The visual made me retch, and I slapped the back of my hand over my mouth. Gunner looked distraught, scrubbing his hand over his hair again and again in that nervous gesture of his, until the words finally exploded out of him.

“For fuck’s sake, Rachel, let me do it! You don’t owe this bastard anything, alive or dead. You dig this fucking statue out, scarring yourself for life because it’s buried in these cremains, it will mean he has managed to hurt you one more time.”

“I was his—”

“Whose!?” Gunner boomed, the volume of it born from his chest. “Trevor’s? Because from what I read, that wasn’t even his fucking first name, it was his middle name. His first name was Mark. He wasn’t even a real person.” Without warning, Gunner’s tone softened and quieted, and he cupped my face in one of his hands. “He wasn’t even his real self with you. You were nothing to him, no one was, but you damn sure mean something to me. Let me get the statue out.”

It was the truth. Gunner was telling me the honest truth, and while it sucked to hear, it also released me from the responsibility of fishing out Trevor’s last hidden treasure. Heart in my throat, I nodded, and Gunner kissed me gently before pulling back.

“Go sit in the living room,” he told me as he dug through the office supplies, eventually pulling out a pair of Trevor’s old art handling gloves. They were too small, but not nearly as small as the gloves in my pocket.

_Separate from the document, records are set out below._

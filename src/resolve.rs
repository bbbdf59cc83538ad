//! Query and layered-resolution engine.
//!
//! Every function reads one immutable snapshot per layer, so it runs concurrently with pollers
//! publishing new ones and never blocks on them.

use chrono::{DateTime, Utc};
use serde_json::{Map, Value};

use crate::client::Client;
use crate::context::ContextDocument;
use crate::error::{CacError, Result};
use crate::merge::MergeStrategy;
use crate::query::Query;

/// Evaluate `query` against the client's current snapshot.
pub fn get_config(client: &Client, query: &str) -> Result<Value> {
    let query = Query::parse(query)?;
    let snapshot = client.snapshot()?;
    query.select(snapshot.document()).ok_or_else(|| {
        CacError::NotFound(format!(
            "query selected nothing in the configuration of tenant `{}`",
            client.tenant()
        ))
    })
}

/// Subset of the default layer matching `filter_keys`; empty filter returns the whole layer.
pub fn get_default_config(default_layer: &Map<String, Value>, filter_keys: &str) -> Result<Map<String, Value>> {
    Query::parse_filter(filter_keys)?
        .project(default_layer)
        .ok_or_else(|| CacError::NotFound("filter keys selected nothing in the default configuration".to_string()))
}

/// Tenant subset (by `query`) merged over the default subset (by `filter_keys`).
///
/// `NotFound` only when neither stage selects anything.
pub fn get_resolved_config(
    client: &Client,
    default_layer: &Map<String, Value>,
    query: &str,
    filter_keys: &str,
    merge_strategy: &str,
) -> Result<Map<String, Value>> {
    let strategy: MergeStrategy = merge_strategy.parse()?;
    let query = Query::parse(query)?;
    let filter = Query::parse_filter(filter_keys)?;
    let snapshot = client.snapshot()?;

    let tenant = query.project(snapshot.document());
    let defaults = filter.project(default_layer);
    if tenant.is_none() && defaults.is_none() {
        return Err(CacError::NotFound(format!(
            "query and filter keys selected nothing for tenant `{}`",
            client.tenant()
        )));
    }

    Ok(strategy.apply(&defaults.unwrap_or_default(), &tenant.unwrap_or_default()))
}

/// Evaluate a context-aware tenant document against a request `context`.
///
/// Matching overrides are layered over `default_configs` with `merge_strategy`; the result is
/// then narrowed to `filter_keys` (empty selects everything, unmatched keys are simply absent).
pub fn eval_context(
    client: &Client,
    context: &Map<String, Value>,
    filter_keys: &str,
    merge_strategy: &str,
) -> Result<Map<String, Value>> {
    let strategy: MergeStrategy = merge_strategy.parse()?;
    let filter = Query::parse_filter(filter_keys)?;
    let snapshot = client.snapshot()?;
    let resolved = ContextDocument::from_document(snapshot.document())?.eval(context, strategy)?;
    Ok(filter.project(&resolved).unwrap_or_default())
}

/// Publish time of the client's current snapshot.
pub fn get_last_modified(client: &Client) -> Result<DateTime<Utc>> {
    Ok(client.snapshot()?.fetched_at())
}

“No way. We’ve been looking for this thing together, and we’re going to find it together. This is my moment, too.”

“It’s going to be covered in … you know …” Gunner blew a slow breath out. “It will be covered in his ashes, and I don’t want you to have to see that.”

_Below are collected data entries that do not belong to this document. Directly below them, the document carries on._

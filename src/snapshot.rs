//! Immutable, versioned configuration documents.

use chrono::{DateTime, SecondsFormat, SubsecRound, Utc};
use serde_json::{Map, Value};

/// One published version of a tenant's configuration document.
///
/// Never mutated after construction; the store swaps whole snapshots.
#[derive(Debug, Clone, PartialEq)]
pub struct Snapshot {
    version: u64,
    document: Map<String, Value>,
    fetched_at: DateTime<Utc>,
    source_last_modified: Option<DateTime<Utc>>,
}

impl Snapshot {
    /// First snapshot of a store.
    pub fn initial(document: Map<String, Value>, source_last_modified: Option<DateTime<Utc>>) -> Self {
        Self {
            version: 1,
            document,
            fetched_at: now_micros(),
            source_last_modified,
        }
    }

    /// Snapshot that supersedes `previous`.
    ///
    /// The version is bumped by one and `fetched_at` is strictly later than the previous one, even
    /// if the wall clock stalls or goes backwards.
    pub fn succeeding(
        previous: Option<&Snapshot>,
        document: Map<String, Value>,
        source_last_modified: Option<DateTime<Utc>>,
    ) -> Self {
        let Some(previous) = previous else {
            return Self::initial(document, source_last_modified);
        };
        let now = now_micros();
        Self {
            version: previous.version + 1,
            document,
            fetched_at: now.max(previous.fetched_at + chrono::Duration::microseconds(1)),
            source_last_modified: source_last_modified.or(previous.source_last_modified),
        }
    }

    pub fn version(&self) -> u64 {
        self.version
    }

    pub fn document(&self) -> &Map<String, Value> {
        &self.document
    }

    /// When this snapshot was published.
    pub fn fetched_at(&self) -> DateTime<Utc> {
        self.fetched_at
    }

    /// `Last-Modified` reported by the server for this document, if any.
    pub fn source_last_modified(&self) -> Option<DateTime<Utc>> {
        self.source_last_modified
    }

    /// `fetched_at` as RFC 3339 UTC with microsecond precision.
    pub fn last_modified_string(&self) -> String {
        self.fetched_at.to_rfc3339_opts(SecondsFormat::Micros, true)
    }
}

// Truncated so the RFC 3339 rendering round-trips exactly.
fn now_micros() -> DateTime<Utc> {
    Utc::now().trunc_subsecs(6)
}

“It’s fine. It will be worth knowing we succeeded. But let’s get on with it.”

Gunner pulled the urn down, displaying less than half the cautiousness he had used when placing it on the desk for me. Something told me that if I wasn’t here he would have shattered the gaudy thing like a kid breaking open a piggy bank. The image in my head was dark, but funny.

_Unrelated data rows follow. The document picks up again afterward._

//! Process-level settings and default-layer loading from the environment.
//!
//! Recognised variables:
//! - `CAC_DEFAULT_CONFIG_PATH`: JSON object file forming the default layer
//! - `CAC_DEFAULT_CONFIG`: inline JSON object, deep-merged over the file
//! - `CAC_SHUTDOWN_GRACE_MS`: how long freeing a client waits for its poller
//! - `CAC_REQUEST_TIMEOUT_MS`: HTTP request timeout

use std::collections::HashMap;
use std::fs;
use std::time::Duration;

use serde_json::{Map, Value};

use crate::error::{CacError, Result};
use crate::merge::merge_replace_arrays;

const DEFAULT_SHUTDOWN_GRACE_MS: u64 = 2000;
const DEFAULT_REQUEST_TIMEOUT_MS: u64 = 10_000;

/// Settings shared by every client in a registry.
#[derive(Debug, Clone, PartialEq)]
pub struct Settings {
    pub default_layer: Map<String, Value>,
    pub shutdown_grace: Duration,
    pub request_timeout: Duration,
}

impl Default for Settings {
    fn default() -> Self {
        Self {
            default_layer: Map::new(),
            shutdown_grace: Duration::from_millis(DEFAULT_SHUTDOWN_GRACE_MS),
            request_timeout: Duration::from_millis(DEFAULT_REQUEST_TIMEOUT_MS),
        }
    }
}

impl Settings {
    /// Read settings from the process environment.
    ///
    /// An unreadable default layer is logged and replaced by an empty one.
    pub fn from_env() -> Self {
        let env: HashMap<String, String> = std::env::vars().collect();
        Self::from_env_map(&env)
    }

    /// Read settings from a provided env map.
    pub fn from_env_map(env: &HashMap<String, String>) -> Self {
        let default_layer = Self::load_default_layer(env).unwrap_or_else(|e| {
            tracing::warn!(error = %e, "default configuration layer unavailable, using an empty one");
            Map::new()
        });
        Self {
            default_layer,
            shutdown_grace: millis_var(env, "CAC_SHUTDOWN_GRACE_MS", DEFAULT_SHUTDOWN_GRACE_MS),
            request_timeout: millis_var(env, "CAC_REQUEST_TIMEOUT_MS", DEFAULT_REQUEST_TIMEOUT_MS),
        }
    }

    /// Build the default layer: file < inline (lowest to highest precedence).
    pub fn load_default_layer(env: &HashMap<String, String>) -> Result<Map<String, Value>> {
        let mut layer = Value::Object(Map::new());

        if let Some(path) = env.get("CAC_DEFAULT_CONFIG_PATH") {
            let content = fs::read_to_string(path)
                .map_err(|e| CacError::InvalidArgument(format!("Error reading {}: {}", path, e)))?;
            let file_layer = parse_object(&content, path)?;
            layer = merge_replace_arrays(&layer, &Value::Object(file_layer));
        }

        if let Some(inline) = env.get("CAC_DEFAULT_CONFIG") {
            let inline_layer = parse_object(inline, "CAC_DEFAULT_CONFIG")?;
            layer = merge_replace_arrays(&layer, &Value::Object(inline_layer));
        }

        match layer {
            Value::Object(map) => Ok(map),
            _ => Ok(Map::new()),
        }
    }

    /// Replace the default layer (builder style).
    pub fn with_default_layer(mut self, layer: Map<String, Value>) -> Self {
        self.default_layer = layer;
        self
    }

    /// Set the poller shutdown grace period.
    pub fn with_shutdown_grace(mut self, grace: Duration) -> Self {
        self.shutdown_grace = grace;
        self
    }
}

fn parse_object(content: &str, origin: &str) -> Result<Map<String, Value>> {
    match serde_json::from_str::<Value>(content) {
        Ok(Value::Object(map)) => Ok(map),
        Ok(_) => Err(CacError::InvalidArgument(format!("{} must hold a JSON object", origin))),
        Err(e) => Err(CacError::InvalidArgument(format!("Error parsing {}: {}", origin, e))),
    }
}

fn millis_var(env: &HashMap<String, String>, key: &str, default: u64) -> Duration {
    let millis = env
        .get(key)
        .and_then(|s| s.trim().parse::<u64>().ok())
        .unwrap_or(default);
    Duration::from_millis(millis)
}

#[cfg(test)]
mod tests {
    use super::*;
    use crate::error::ErrorKind;
    use serde_json::json;
    use std::io::Write;

    fn env(pairs: &[(&str, &str)]) -> HashMap<String, String> {
        pairs.iter().map(|(k, v)| (k.to_string(), v.to_string())).collect()
    }

    #[test]
    fn test_defaults_when_env_empty() {
        let settings = Settings::from_env_map(&HashMap::new());
        assert_eq!(settings, Settings::default());
    }

    #[test]
    fn test_durations_from_env() {
        let settings = Settings::from_env_map(&env(&[
            ("CAC_SHUTDOWN_GRACE_MS", "250"),
            ("CAC_REQUEST_TIMEOUT_MS", " 1500 "),
        ]));
        assert_eq!(settings.shutdown_grace, Duration::from_millis(250));
        assert_eq!(settings.request_timeout, Duration::from_millis(1500));
    }

    #[test]
    fn test_unparseable_duration_falls_back() {
        let settings = Settings::from_env_map(&env(&[("CAC_SHUTDOWN_GRACE_MS", "soon")]));
        assert_eq!(settings.shutdown_grace, Duration::from_millis(DEFAULT_SHUTDOWN_GRACE_MS));
    }

    #[test]
    fn test_inline_default_layer() {
        let layer = Settings::load_default_layer(&env(&[("CAC_DEFAULT_CONFIG", r#"{"x":10,"y":20}"#)])).unwrap();
        assert_eq!(Value::Object(layer), json!({"x": 10, "y": 20}));
    }

    #[test]
    fn test_inline_merges_over_file() {
        let dir = tempfile::tempdir().unwrap();
        let path = dir.path().join("defaults.json");
        let mut f = fs::File::create(&path).unwrap();
        f.write_all(br#"{"db":{"host":"file","port":5432},"x":1}"#).unwrap();

        let layer = Settings::load_default_layer(&env(&[
            ("CAC_DEFAULT_CONFIG_PATH", path.to_str().unwrap()),
            ("CAC_DEFAULT_CONFIG", r#"{"db":{"host":"inline"}}"#),
        ]))
        .unwrap();
        assert_eq!(
            Value::Object(layer),
            json!({"db": {"host": "inline", "port": 5432}, "x": 1})
        );
    }

    #[test]
    fn test_missing_file_is_error() {
        let err = Settings::load_default_layer(&env(&[("CAC_DEFAULT_CONFIG_PATH", "/nonexistent/defaults.json")]))
            .unwrap_err();
        assert_eq!(err.kind(), ErrorKind::InvalidArgument);
    }

    #[test]
    fn test_non_object_layer_is_error() {
        let err = Settings::load_default_layer(&env(&[("CAC_DEFAULT_CONFIG", "[1,2]")])).unwrap_err();
        assert_eq!(err.kind(), ErrorKind::InvalidArgument);
    }

    #[test]
    fn test_bad_layer_degrades_to_empty() {
        let settings = Settings::from_env_map(&env(&[("CAC_DEFAULT_CONFIG", "{not json")]));
        assert!(settings.default_layer.is_empty());
    }
}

It wasn’t anything like the way I felt walking into the home knowing that I was about to be wrist deep in someone's ashes, but Gunner was still visibly uneasy. He’d never tell me, though, out of fear that I would change my mind and force myself to go through with it alone. I watched him suck in air through his nose and exhale slowly through his mouth, wiggling his fingers and clenching his fists like he was about to play a piano recital.

Once he talked himself into it, Gunner moved quickly, undoing the hinges and pulling the lid, rocking it side to side as the rubber seal tried to keep it attached. Finally, it gave way with a sickening pop, and then the lid rolled across the floor, discarded.

Gunner, after a moment's hesitation, shone his flashlight down into the urn. It was horrifying to realize that he’d have to put nearly his whole arms in to get the statue from the bottom, but there was no use worrying about it now, no matter how green around the gills Gunner was looking.

But then he frowned, putting a hand in the mouth of the urn and shaking it back and forth. The sound of ceramic-on-ceramic, like nails on a chalkboard, came from inside the urn. Invigorated, Gunner grabbed the lip of the urn and put torsion on, and to my shock it rotated.

The inside of the urn rotated.

“There’s no fucking way,” Gunner muttered in amazement, hooking his fingers underneath the inside of the lid and pulling upward.

I was pretty sure both of our jaws were on the ground as Gunner lifted, from the inside of the urn, a smaller identical black and gold urn, stacked inside like a Russian doll, with a flat metal lid sealed on. He sat it on the desk and we both looked at it uncomfortably, the unexpectedness of this turn of events rendering us silent for a minute.

“So that’s the real one?” I asked, voice thin.

“I guess so, but it shouldn’t be big enough for the statue.”